King v. State

SUAREZ, J.

Ernest King seeks a belated appeal from his judgment of conviction and sentence.1 We affirm King’s convictions, but without prejudice for King to raise the issue of incorrect habitual offender priors and sentencing in a Florida Rule of Criminal Procedure 3.800 petition filed properly in the trial court.

King was charged in four separate cases with armed robbery with a firearm,2 and faced a life sentence for each. The State noticed its intent to seek habitual offender sentencing. The record shows that King accepted the State’s offer of a plea to twenty years in state prison with a ten-year mandatory minimum in all four cases, *1003and for each mandatory minimum to be served concurrently. At that point, the State stepped in to prove that King had the requisite prior offenses to be sentenced as a habitual offender. King asserts that the cases the State used to prove his requisite prior offenses for habitual offender sentencing do not belong to Mr.

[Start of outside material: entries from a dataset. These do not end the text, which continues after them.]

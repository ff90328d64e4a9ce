//! Graceful shutdown.
//!
//! Signal handling plus a watch-based shutdown flag for background loops.

use tokio::signal;
use tokio::sync::watch;
use tracing::{error, info};

/// Fires the shutdown signal.
#[derive(Debug)]
pub struct ShutdownTrigger {
    sender: watch::Sender<bool>,
}

impl ShutdownTrigger {
    /// Signal shutdown to every [`ShutdownSignal`].
    pub fn trigger(&self) {
        self.sender.send_replace(true);
    }
}

/// Shutdown signal receiver.
#[derive(Debug, Clone)]
pub struct ShutdownSignal {
    receiver: watch::Receiver<bool>,
}

impl ShutdownSignal {
    /// Waits for the shutdown signal. Also returns once the trigger is
    /// dropped.
    pub async fn recv(&mut self) {
        let _ = self.receiver.wait_for(|stopped| *stopped).await;
    }

    /// Checks if shutdown has been signaled (non-blocking).
    #[must_use]
    pub fn is_shutdown(&self) -> bool {
        *self.receiver.borrow()
    }
}

/// Create a connected trigger and signal.
#[must_use]
pub fn channel() -> (ShutdownTrigger, ShutdownSignal) {
    let (sender, receiver) = watch::channel(false);
    (ShutdownTrigger { sender }, ShutdownSignal { receiver })
}

/// Waits for SIGTERM or SIGINT.
pub async fn wait_for_signal() {
    let ctrl_c = async {
        if let Err(e) = signal::ctrl_c().await {
            error!(error = %e, "Failed to install Ctrl+C handler");
            std::future::pending::<()>().await;
        }
    };

    #[cfg(unix)]
    let terminate = async {
        match signal::unix::signal(signal::unix::SignalKind::terminate()) {
            Ok(mut sigterm) => {
                sigterm.recv().await;
            }
            Err(e) => {
                error!(error = %e, "Failed to install SIGTERM handler");
                std::future::pending::<()>().await;
            }
        }
    };

    #[cfg(not(unix))]
    let terminate = std::future::pending::<()>();

    tokio::select! {
        () = ctrl_c => {
            info!("Received Ctrl+C, initiating shutdown");
        }
        () = terminate => {
            info!("Received SIGTERM, initiating shutdown");
        }
    }
}
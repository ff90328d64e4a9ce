//! Azure Key Vault client with federated workload-identity authentication.
//!
//! The credential reads a mounted, externally rotated assertion token,
//! exchanges it for an access token, and caches that token per scope set.
//! The secret client attaches a validated token to every request.

pub mod assertion;
pub mod client;
pub mod config;
pub mod credential;
pub mod error;
pub mod provider;
pub mod secrets;
pub mod token;

pub use assertion::{AssertionToken, TokenFileReader};
pub use client::SecretClient;
pub use config::{CredentialConfig, KEYVAULT_SCOPE, SecretClientConfig};
pub use credential::{CredentialMetrics, FederatedCredential};
pub use error::{KeyVaultError, KeyVaultResult};
pub use provider::{SecretProvider, TokenCredential};
pub use secrets::KeyVaultSecret;
pub use token::{AccessToken, ScopeKey};
//! Centralized error types for the shared helpers.
//!
//! Errors carry a retryability classification so that callers driving
//! periodic or retried work can decide whether another attempt makes sense.

use thiserror::Error;

/// Classification shared by every error type that feeds a [`crate::RetryPolicy`].
pub trait Retryable {
    /// Whether a later attempt of the same operation may succeed.
    fn is_retryable(&self) -> bool;
}

/// Common error type for platform helpers.
#[derive(Error, Debug)]
pub enum PlatformError {
    /// HTTP client could not be built or a request failed
    #[error("HTTP error: {0}")]
    Http(#[from] reqwest::Error),

    /// Service is temporarily unavailable
    #[error("Service unavailable: {0}")]
    Unavailable(String),

    /// Invalid input provided
    #[error("Invalid input: {0}")]
    InvalidInput(String),

    /// Internal error
    #[error("Internal error: {0}")]
    Internal(String),
}

impl PlatformError {
    /// Create an unavailable error with the given message.
    #[must_use]
    pub fn unavailable(msg: impl Into<String>) -> Self {
        Self::Unavailable(msg.into())
    }

    /// Create an invalid input error with the given message.
    #[must_use]
    pub fn invalid_input(msg: impl Into<String>) -> Self {
        Self::InvalidInput(msg.into())
    }

    /// Create an internal error with the given message.
    #[must_use]
    pub fn internal(msg: impl Into<String>) -> Self {
        Self::Internal(msg.into())
    }
}

impl Retryable for PlatformError {
    /// Only unavailability is transient.
    ///
    /// # Examples
    ///
    /// ```
    /// use rust_common::{PlatformError, Retryable};
    ///
    /// assert!(PlatformError::unavailable("idp down").is_retryable());
    /// assert!(!PlatformError::invalid_input("empty tenant").is_retryable());
    /// ```
    fn is_retryable(&self) -> bool {
        matches!(self, Self::Unavailable(_))
    }
}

King, but rather to a person named James Michael Collier. If so, King’s sentencing as a habitual offender is in question. The record before us does not appear to refute his claim. We affirm King’s convictions, but without prejudice so that he may raise this issue in the lower court via a properly filed rule 3.800 petition. The trial court then can consider the record and whether King was properly subject to habitual offender sentencing.

Affirmed.

. This is not a belated direct appeal from a conviction, as Kang here asserts a garden variety post-conviction sentencing issue that should have first been raised in a 3.800 petition filed below. He thus is not entitled to counsel on post-conviction appeal.